PODCAST: Airline performance improves again in 2011
This WSU Newsline Podcast is available at http://www.wichita.edu/newslinepodcast.
See the transcript below:
You’re listening to the podcast edition of the Wichita State University audio newsline. Learn more about WSU — the home of Thinkers, Doers, Movers and Shockers — on the Web at wichita.edu.
Following AirTran in the rankings for 2011 are Hawaiian, JetBlue, Frontier and Alaska; the second five are Delta, Southwest, US Airways, SkyWest and American; and No. 11 is Continental, followed by United, Atlantic Southeast, Mesa and American Eagle.
The AQR, as an industry standard, uses objective performance-based data to compare quality among airlines. The study ranked the 15 largest U.S. airlines in on-time arrivals, baggage handling, denied boardings and customer complaints. Dean Headley, co-author of the national Airline Quality Rating at Wichita State University, says the big story was how the airlines performed overall in 2011.
Headley: “The good news this year is that airline quality has improved again for the fourth year in a row. But better than that, it’s the best we’ve seen in 22 years of doing the Airline Quality Rating.”
Headley explains why the airlines had their best performance ever last year.
Headley: "The Airline Quality Rating looks at four things — on-time, baggage handling, customer complaints and a thing called involuntary denied boardings. All of those got better, but involuntary denied boardings was dramatically improved, by 30 percent.”
And Headley says the airlines made a concerted effort to improve their performance in the area of involuntary denied boardings.
Headley: “Over the years, the airlines have improved many things — customer complaints were reduced and baggage handling was improved. Involuntary denied boardings was one of the few areas they really needed to work on the most, and they actually did a major change in that area for this year.”
While the top three airlines in 2010 were still the best in 2011, there were a couple of noticeable changes in the rankings.
Headley: “Most of the airlines in the ranking were basically the same, except Frontier made the most gain. They went from ninth to fourth from year to year. And the one that lost the most ground was Continental. It went from eighth to 11th. But the others were one or two positions from where they were a year before.”

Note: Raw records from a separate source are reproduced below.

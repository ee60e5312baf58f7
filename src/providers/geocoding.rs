//! Reverse-geocoding provider client.
//!
//! Turns a coordinate into a display name for the dashboard header. Location
//! naming is best-effort everywhere it is used: callers fall back to
//! [`LocationInfo::fallback`] on any failure here, so this client never
//! decides an endpoint's fate.

use serde::{Deserialize, Serialize};

use super::{UpstreamError, get_json};
use crate::model::LocationInfo;

/// Base URL for the geocoding API.
const GEOCODING_API_BASE: &str = "https://api.opencagedata.com/geocode/v1";

/// Provider label used in errors.
const PROVIDER: &str = "geocoding";

/// Client for reverse geocoding coordinates into place names.
#[derive(Clone)]
pub struct GeocodingClient {
    client: reqwest::Client,
    base_url: String,
    api_key: String,
}

impl GeocodingClient {
    /// Create a new client with the given API key.
    pub fn new(api_key: &str) -> Self {
        Self {
            client: reqwest::Client::new(),
            base_url: GEOCODING_API_BASE.to_string(),
            api_key: api_key.to_string(),
        }
    }

    /// Create a client with a custom base URL (for testing).
    pub fn with_base_url(base_url: &str, api_key: &str) -> Self {
        Self {
            client: reqwest::Client::new(),
            base_url: base_url.to_string(),
            api_key: api_key.to_string(),
        }
    }

    /// Resolve a coordinate into a location name.
    ///
    /// Errors when the provider is unreachable or returns no result for the
    /// coordinate; callers are expected to fall back rather than propagate.
    pub async fn reverse(&self, lat: f64, lon: f64) -> Result<LocationInfo, UpstreamError> {
        let url = format!(
            "{}/json?q={}+{}&key={}&limit=1&no_annotations=1",
            self.base_url, lat, lon, self.api_key
        );

        let response: GeocodeResponse = get_json(&self.client, PROVIDER, &url).await?;
        let result = response
            .results
            .into_iter()
            .next()
            .ok_or_else(|| UpstreamError::new(PROVIDER, "no results for coordinate"))?;

        Ok(location_from_components(result.components))
    }
}

/// Map the provider's address components onto a [`LocationInfo`].
///
/// Prefers the village-level name and appends the nearest major city, so a
/// rural farm reads as "Somarasampettai, Tiruchirappalli, Tamil Nadu" rather
/// than just the district seat.
fn location_from_components(components: GeocodeComponents) -> LocationInfo {
    let village = components
        .village
        .or(components.hamlet)
        .unwrap_or_default();
    let major_city = components
        .city
        .or(components.town)
        .or(components.county)
        .unwrap_or_else(|| "Current Location".to_string());
    let state = components.state.unwrap_or_default();
    let country = components.country.unwrap_or_else(|| "India".to_string());

    let state_suffix = if state.is_empty() {
        String::new()
    } else {
        format!(", {state}")
    };
    let full_name = if village.is_empty() {
        format!("{major_city}{state_suffix}")
    } else {
        format!("{village}, {major_city}{state_suffix}")
    };

    LocationInfo {
        name: if village.is_empty() {
            major_city
        } else {
            village
        },
        state,
        country,
        full_name,
    }
}

// ============================================================================
// Response types
// ============================================================================

/// Reverse-geocode response.
#[derive(Debug, Clone, Serialize, Deserialize)]
struct GeocodeResponse {
    #[serde(default)]
    results: Vec<GeocodeResult>,
}

/// One geocoding match.
#[derive(Debug, Clone, Serialize, Deserialize)]
struct GeocodeResult {
    #[serde(default)]
    components: GeocodeComponents,
}

/// Address components of a geocoding match. All optional; which ones are
/// present depends on how rural the coordinate is.
#[derive(Debug, Clone, Default, Serialize, Deserialize)]
struct GeocodeComponents {
    #[serde(default)]
    village: Option<String>,

    #[serde(default)]
    hamlet: Option<String>,

    #[serde(default)]
    city: Option<String>,

    #[serde(default)]
    town: Option<String>,

    #[serde(default)]
    county: Option<String>,

    #[serde(default)]
    state: Option<String>,

    #[serde(default)]
    country: Option<String>,
}

#[cfg(test)]
mod tests {
    use super::*;

    #[test]
    fn test_village_with_major_city() {
        let components = GeocodeComponents {
            village: Some("Somarasampettai".to_string()),
            city: Some("Tiruchirappalli".to_string()),
            state: Some("Tamil Nadu".to_string()),
            country: Some("India".to_string()),
            ..Default::default()
        };

        let info = location_from_components(components);

        assert_eq!(info.name, "Somarasampettai");
        assert_eq!(info.full_name, "Somarasampettai, Tiruchirappalli, Tamil Nadu");
        assert_eq!(info.country, "India");
    }

    #[test]
    fn test_city_only() {
        let components = GeocodeComponents {
            town: Some("Thanjavur".to_string()),
            state: Some("Tamil Nadu".to_string()),
            ..Default::default()
        };

        let info = location_from_components(components);

        assert_eq!(info.name, "Thanjavur");
        assert_eq!(info.full_name, "Thanjavur, Tamil Nadu");
        assert_eq!(info.country, "India");
    }

    #[test]
    fn test_empty_components_fall_back() {
        let info = location_from_components(GeocodeComponents::default());

        assert_eq!(info.name, "Current Location");
        assert_eq!(info.full_name, "Current Location");
        assert_eq!(info.state, "");
    }
}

When looking at the past 12 years, Headley says the airline industry performs most efficiently when the system isn't stressed by high passenger volume and high numbers of airplanes in the air. But every time there are more planes in the sky and more people flying, airline performance suffers.
The challenge is whether airline performance quality improvements can be maintained as more people choose to fly. Or does the infrastructure and air traffic control technology limit what the airlines can do?
Headley: “We hope that the airlines can continue to improve, but it really depends on infrastructure — partly the number of landing slots and how big the airports are, but more than anything it has to do with whether or not we get an updated air traffic control system so they can handle the volume and the passengers better.”
Headley says one factor contributing to the success in airline performance last year is something the airlines can’t control — the weather.
Headley: “This improvement over the last four years, and certainly this very good year, really is somewhat of a product of the fact that we didn’t have any bad weather last year to speak of. When weather is introduced to this very tight system, 80, 90 percent full airplanes, you just don’t have anywhere to put people that are out of position, so to speak, when it comes to a bad weather incident.”